Assim, depois de alguns anos como ativista saliente do
integralismo, migrou resolutamente para se transformar no Brasil no mais
decisivo promotor da agenda do progressismo e do esquerdismo nas fileiras do
Clero e do Episcopado.
Ainda na década de 30 Dom Hélder se aproximou do ideário e das propostas de Jacques Maritain (1882-1973), pensador de grande influência na Ação Católica brasileira. O filósofo francês, corifeu do liberalismo católico, promovia a junção das doutrinas da Revolução Francesa com o ensinamento da Igreja, expressa de forma concisa em sua formulação “sociedade laica, vitalmente cristã”. Já não se procuraria a ordem temporal cristã, ideal de restauração, mas se aceitaria (ou pelo menos se toleraria) a sociedade nascida da Revolução Francesa, objetivo de acomodação. Nela, na sociedade laica, moldada pelo racionalismo, buscar-se-ia insuflar uma vida evangélica.
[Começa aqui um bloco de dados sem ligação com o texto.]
//! Error types for terrain meshing with rich diagnostics.
//!
//! Every failure the pipeline can raise maps onto one of five classes
//! (see [`ErrorKind`]):
//!
//! - **Configuration**: a parameter the caller supplied cannot be used
//! - **Input**: the point cloud is unreadable or lacks required fields
//! - **InsufficientData**: too few points survive a stage to continue
//! - **EmptyMesh**: triangulation produced no faces
//! - **OutOfMemory**: a point or index buffer could not be allocated
//!
//! Writing the output mesh can additionally fail with [`TerrainError::IoWrite`].
//!
//! # Error Codes
//!
//! Each error has a code in the format `TERRAIN-XXXX`:
//! - `TERRAIN-1xxx`: configuration errors
//! - `TERRAIN-2xxx`: input errors (reading, parsing, field layout)
//! - `TERRAIN-3xxx`: reconstruction errors (not enough data, empty mesh)
//! - `TERRAIN-4xxx`: resource errors
//! - `TERRAIN-5xxx`: output errors
//!
//! # Example
//!
//! ```
//! use mesh_terrain::{ErrorKind, TerrainError};
//!
//! let err = TerrainError::missing_field("position", "x, y, z");
//! assert_eq!(err.code().as_str(), "TERRAIN-2003");
//! assert_eq!(err.kind(), ErrorKind::Input);
//! ```

use miette::Diagnostic;
use std::path::PathBuf;
use thiserror::Error;

/// Result type alias for terrain meshing operations.
pub type TerrainResult<T> = Result<T, TerrainError>;

/// Machine-readable error codes.
#[derive(Debug, Clone, Copy, PartialEq, Eq, Hash)]
pub enum ErrorCode {
    // Configuration (1xxx)
    /// TERRAIN-1001: Invalid or unusable parameter
    Configuration = 1001,

    // Input (2xxx)
    /// TERRAIN-2001: Failed to read the point cloud
    IoRead = 2001,
    /// TERRAIN-2002: Point cloud file could not be parsed
    ParseError = 2002,
    /// TERRAIN-2003: A required point field is missing
    MissingField = 2003,
    /// TERRAIN-2004: A point field has an unsupported numeric width
    UnsupportedFieldWidth = 2004,

    // Reconstruction (3xxx)
    /// TERRAIN-3001: Too few points to continue
    InsufficientData = 3001,
    /// TERRAIN-3002: Triangulation produced no faces
    EmptyMesh = 3002,

    // Resources (4xxx)
    /// TERRAIN-4001: Buffer allocation failed
    OutOfMemory = 4001,

    // Output (5xxx)
    /// TERRAIN-5001: Failed to write the mesh
    IoWrite = 5001,
}

impl ErrorCode {
    /// Returns the error code as a string in the format `TERRAIN-XXXX`.
    pub fn as_str(&self) -> &'static str {
        match self {
            ErrorCode::Configuration => "TERRAIN-1001",
            ErrorCode::IoRead => "TERRAIN-2001",
            ErrorCode::ParseError => "TERRAIN-2002",
            ErrorCode::MissingField => "TERRAIN-2003",
            ErrorCode::UnsupportedFieldWidth => "TERRAIN-2004",
            ErrorCode::InsufficientData => "TERRAIN-3001",
            ErrorCode::EmptyMesh => "TERRAIN-3002",
            ErrorCode::OutOfMemory => "TERRAIN-4001",
            ErrorCode::IoWrite => "TERRAIN-5001",
        }
    }
}

impl std::fmt::Display for ErrorCode {
    fn fmt(&self, f: &mut std::fmt::Formatter<'_>) -> std::fmt::Result {
        write!(f, "{}", self.as_str())
    }
}

/// Coarse classification of a [`TerrainError`].
#[derive(Debug, Clone, Copy, PartialEq, Eq, Hash)]
pub enum ErrorKind {
    /// Bad or missing parameter.
    Configuration,
    /// Missing or incompatible point-cloud fields, unreadable file.
    Input,
    /// Too few points survived a stage.
    InsufficientData,
    /// Triangulation yielded zero faces.
    EmptyMesh,
    /// Allocation failure for point or index buffers.
    OutOfMemory,
    /// The mesh could not be persisted.
    Output,
}

/// Recovery suggestions for terrain meshing errors.
#[derive(Debug, Clone, PartialEq, Eq)]
pub enum RecoverySuggestion {
    /// Check the input file itself.
    CheckInputFile { checks: Vec<String> },
    /// Re-export the point cloud including the listed fields.
    ReexportPointCloud { fields: Vec<String> },
    /// Adjust parameters for the run.
    AdjustParameters { parameters: Vec<(String, String)> },
    /// Manual intervention may be required.
    ManualIntervention { description: String },
    /// No automatic recovery available.
    None,
}

impl std::fmt::Display for RecoverySuggestion {
    fn fmt(&self, f: &mut std::fmt::Formatter<'_>) -> std::fmt::Result {
        match self {
            RecoverySuggestion::CheckInputFile { checks } => {
                write!(f, "Check the input for: {}", checks.join(", "))
            }
            RecoverySuggestion::ReexportPointCloud { fields } => {
                write!(
                    f,
                    "Re-export the point cloud with these fields: {}",
                    fields.join(", ")
                )
            }
            RecoverySuggestion::AdjustParameters { parameters } => {
                let params: Vec<String> = parameters
                    .iter()
                    .map(|(k, v)| format!("{} = {}", k, v))
                    .collect();
                write!(f, "Try adjusting: {}", params.join(", "))
            }
            RecoverySuggestion::ManualIntervention { description } => {
                write!(f, "{}", description)
            }
            RecoverySuggestion::None => write!(f, "No automatic recovery available"),
        }
    }
}

/// Errors that can occur while building a terrain mesh.
#[derive(Debug, Error, Diagnostic)]
pub enum TerrainError {
    /// A parameter could not be used.
    #[error("invalid configuration: {details}")]
    #[diagnostic(
        code(terrain::config::invalid),
        help("Run `mesh25d build --help` to see accepted options and their ranges.")
    )]
    Configuration { details: String },

    /// Error reading the point cloud.
    #[error("failed to read point cloud from {path}")]
    #[diagnostic(
        code(terrain::io::read),
        help("Check that the file exists and is readable. Try: ls -la {}", path.display())
    )]
    IoRead {
        path: PathBuf,
        #[source]
        source: std::io::Error,
    },

    /// The point cloud file is malformed.
    #[error("failed to parse point cloud from {path}: {details}")]
    #[diagnostic(
        code(terrain::io::parse),
        help("The file may be truncated or not a PLY point cloud.")
    )]
    Parse { path: PathBuf, details: String },

    /// A required field is absent from the point records.
    #[error("{field} attributes ({expected}) missing from input")]
    #[diagnostic(
        code(terrain::input::missing_field),
        help("Point clouds must carry positions and normals. Re-export with normals enabled.")
    )]
    MissingField {
        field: &'static str,
        expected: &'static str,
    },

    /// A field is stored with a numeric width the pipeline cannot read.
    #[error("only float and float64 types are supported for {field} information (found {width})")]
    #[diagnostic(
        code(terrain::input::field_width),
        help("Convert the point cloud so that {} is stored as float or double.", field)
    )]
    UnsupportedFieldWidth { field: &'static str, width: String },

    /// Too few points survived a stage.
    #[error("not enough points after {stage}: need at least {required}, have {actual}")]
    #[diagnostic(
        code(terrain::reconstruct::insufficient),
        help("Raise --max-vertex-count or check that the input contains ground points.")
    )]
    InsufficientData {
        stage: &'static str,
        required: usize,
        actual: usize,
    },

    /// Triangulation produced zero faces.
    #[error("no triangles in resulting mesh: {details}")]
    #[diagnostic(
        code(terrain::reconstruct::empty),
        help("The surviving points are probably colinear or coincident in plan view.")
    )]
    EmptyMesh { details: String },

    /// A buffer could not be reserved.
    #[error("not enough memory for {what} ({requested} elements)")]
    #[diagnostic(
        code(terrain::resource::oom),
        help("Lower --max-vertex-count or split the input point cloud.")
    )]
    OutOfMemory { what: &'static str, requested: usize },

    /// Error writing the output mesh.
    #[error("failed to write mesh to {path}")]
    #[diagnostic(
        code(terrain::io::write),
        help("Check that the directory exists and is writable")
    )]
    IoWrite {
        path: PathBuf,
        #[source]
        source: std::io::Error,
    },
}

impl TerrainError {
    /// Returns the machine-readable error code.
    pub fn code(&self) -> ErrorCode {
        match self {
            TerrainError::Configuration { .. } => ErrorCode::Configuration,
            TerrainError::IoRead { .. } => ErrorCode::IoRead,
            TerrainError::Parse { .. } => ErrorCode::ParseError,
            TerrainError::MissingField { .. } => ErrorCode::MissingField,
            TerrainError::UnsupportedFieldWidth { .. } => ErrorCode::UnsupportedFieldWidth,
            TerrainError::InsufficientData { .. } => ErrorCode::InsufficientData,
            TerrainError::EmptyMesh { .. } => ErrorCode::EmptyMesh,
            TerrainError::OutOfMemory { .. } => ErrorCode::OutOfMemory,
            TerrainError::IoWrite { .. } => ErrorCode::IoWrite,
        }
    }

    /// Returns the error class this error belongs to.
    pub fn kind(&self) -> ErrorKind {
        match self {
            TerrainError::Configuration { .. } => ErrorKind::Configuration,
            TerrainError::IoRead { .. }
            | TerrainError::Parse { .. }
            | TerrainError::MissingField { .. }
            | TerrainError::UnsupportedFieldWidth { .. } => ErrorKind::Input,
            TerrainError::InsufficientData { .. } => ErrorKind::InsufficientData,
            TerrainError::EmptyMesh { .. } => ErrorKind::EmptyMesh,
            TerrainError::OutOfMemory { .. } => ErrorKind::OutOfMemory,
            TerrainError::IoWrite { .. } => ErrorKind::Output,
        }
    }

    /// Returns a recovery suggestion for this error.
    pub fn recovery_suggestion(&self) -> RecoverySuggestion {
        match self {
            TerrainError::Configuration { .. } => RecoverySuggestion::AdjustParameters {
                parameters: vec![
                    ("max_vertex_count".into(), ">= 3".into()),
                    ("wlop_iterations".into(), "1..=1000".into()),
                ],
            },
            TerrainError::IoRead { .. } => RecoverySuggestion::CheckInputFile {
                checks: vec!["file exists".into(), "file permissions".into()],
            },
            TerrainError::Parse { .. } => RecoverySuggestion::CheckInputFile {
                checks: vec!["valid PLY header".into(), "complete payload".into()],
            },
            TerrainError::MissingField { field, .. } => RecoverySuggestion::ReexportPointCloud {
                fields: vec![(*field).to_string()],
            },
            TerrainError::UnsupportedFieldWidth { field, .. } => {
                RecoverySuggestion::ReexportPointCloud {
                    fields: vec![format!("{} as float/double", field)],
                }
            }
            TerrainError::InsufficientData { .. } => RecoverySuggestion::AdjustParameters {
                parameters: vec![("max_vertex_count".into(), "try a higher value".into())],
            },
            TerrainError::EmptyMesh { .. } => RecoverySuggestion::CheckInputFile {
                checks: vec!["ground points span an area".into()],
            },
            TerrainError::OutOfMemory { .. } => RecoverySuggestion::AdjustParameters {
                parameters: vec![("max_vertex_count".into(), "try a lower value".into())],
            },
            TerrainError::IoWrite { .. } => RecoverySuggestion::ManualIntervention {
                description: "Check that the output directory exists and is writable".into(),
            },
        }
    }

    /// Path of the file involved, if any.
    pub fn path(&self) -> Option<&std::path::Path> {
        match self {
            TerrainError::IoRead { path, .. }
            | TerrainError::Parse { path, .. }
            | TerrainError::IoWrite { path, .. } => Some(path),
            _ => None,
        }
    }

    // Constructor helpers for common error patterns

    /// Create a Configuration error.
    pub fn configuration(details: impl Into<String>) -> Self {
        TerrainError::Configuration {
            details: details.into(),
        }
    }

    /// Create an IoRead error.
    pub fn io_read(path: impl Into<PathBuf>, source: std::io::Error) -> Self {
        TerrainError::IoRead {
            path: path.into(),
            source,
        }
    }

    /// Create an IoWrite error.
    pub fn io_write(path: impl Into<PathBuf>, source: std::io::Error) -> Self {
        TerrainError::IoWrite {
            path: path.into(),
            source,
        }
    }

    /// Create a Parse error.
    pub fn parse_error(path: impl Into<PathBuf>, details: impl Into<String>) -> Self {
        TerrainError::Parse {
            path: path.into(),
            details: details.into(),
        }
    }

    /// Create a MissingField error.
    pub fn missing_field(field: &'static str, expected: &'static str) -> Self {
        TerrainError::MissingField { field, expected }
    }

    /// Create an UnsupportedFieldWidth error.
    pub fn unsupported_width(field: &'static str, width: impl std::fmt::Display) -> Self {
        TerrainError::UnsupportedFieldWidth {
            field,
            width: width.to_string(),
        }
    }

    /// Create an InsufficientData error.
    pub fn insufficient_data(stage: &'static str, required: usize, actual: usize) -> Self {
        TerrainError::InsufficientData {
            stage,
            required,
            actual,
        }
    }

    /// Create an EmptyMesh error.
    pub fn empty_mesh(details: impl Into<String>) -> Self {
        TerrainError::EmptyMesh {
            details: details.into(),
        }
    }

    /// Create an OutOfMemory error.
    pub fn out_of_memory(what: &'static str, requested: usize) -> Self {
        TerrainError::OutOfMemory { what, requested }
    }
}

/// Reserve `additional` slots in `buf`, mapping allocation failure to
/// [`TerrainError::OutOfMemory`].
pub(crate) fn try_reserve<T>(
    buf: &mut Vec<T>,
    additional: usize,
    what: &'static str,
) -> TerrainResult<()> {
    buf.try_reserve(additional)
        .map_err(|_| TerrainError::out_of_memory(what, additional))
}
A Ação Católica no Brasil, influenciada pelo maritainismo,
da qual Dom Hélder foi assistente geral e grande impulsionador, está nas
nascentes da esquerdização do Clero e do laicato. Neste quadro, Dom Hélder foi
ainda o motor da criação da CNBB, da qual foi secretário-geral por muitos anos
entre 1952 e 1964. A entidade, todos sabem, tornou-se correia de transmissão
das palavras de ordem da esquerda brasileira, do PT tem sido fiel e
disciplinada companheira de viagem nos últimos lustros. Da Ação Católica nasceu
a JUC; no caldo de cultura da mencionada organização universitária surgiu a AP,
marxista e guerrilheira — e aqui lembro o fato apenas como ilustração de
realidade generalizada nos ambientes da Ação Católica. Ali também medraram a
JEC, JOC, JAC, todas favorecedoras de programas de esquerda radicalizados. O
mais simbólico rebento da JEC é frei Betto. Do mesmo modo, daí vieram as
comunidades eclesiais de base (CEBs), ali teve seu começo a Teologia da
Libertação. Para a gestação e nutrição de todas essas entidades e correntes
doutrinárias que pululavam no seio da Igreja Católica colaborou Dom Hélder. E
por isso, era natural, tornou-se a figura símbolo do esquerdismo católico no
Brasil. O PT fincou um de seus esteios em dito universo agitado — as CEBS e a
esquerda católica em geral. As outras duas estacas foram o movimento sindical e
a esquerda universitária.
“Pelos frutos os conhecereis”, não pelas palavras. Os frutos
pestilenciais estão à vista, corrupção, roubalheira e empobrecimento causados
pelos anos do PT no poder. E apoio às tiranias na América Latina, Cuba,
Venezuela, Nicarágua, onde, em situação totalitária, perpetuam a miséria.
Se a mencionada corrente voltar ao poder entre nós,
trabalhará para fazer do País, logo que possível, uma cópia da Venezuela ou de
Cuba. Para tanto, temos visto já atuando agora a CNBB, a CPT e o MST, todos
ligados umbilicalmente à esquerda católica. Nas raízes estão Jacques Maritain,
a Ação Católica e o ativismo de Dom Hélder.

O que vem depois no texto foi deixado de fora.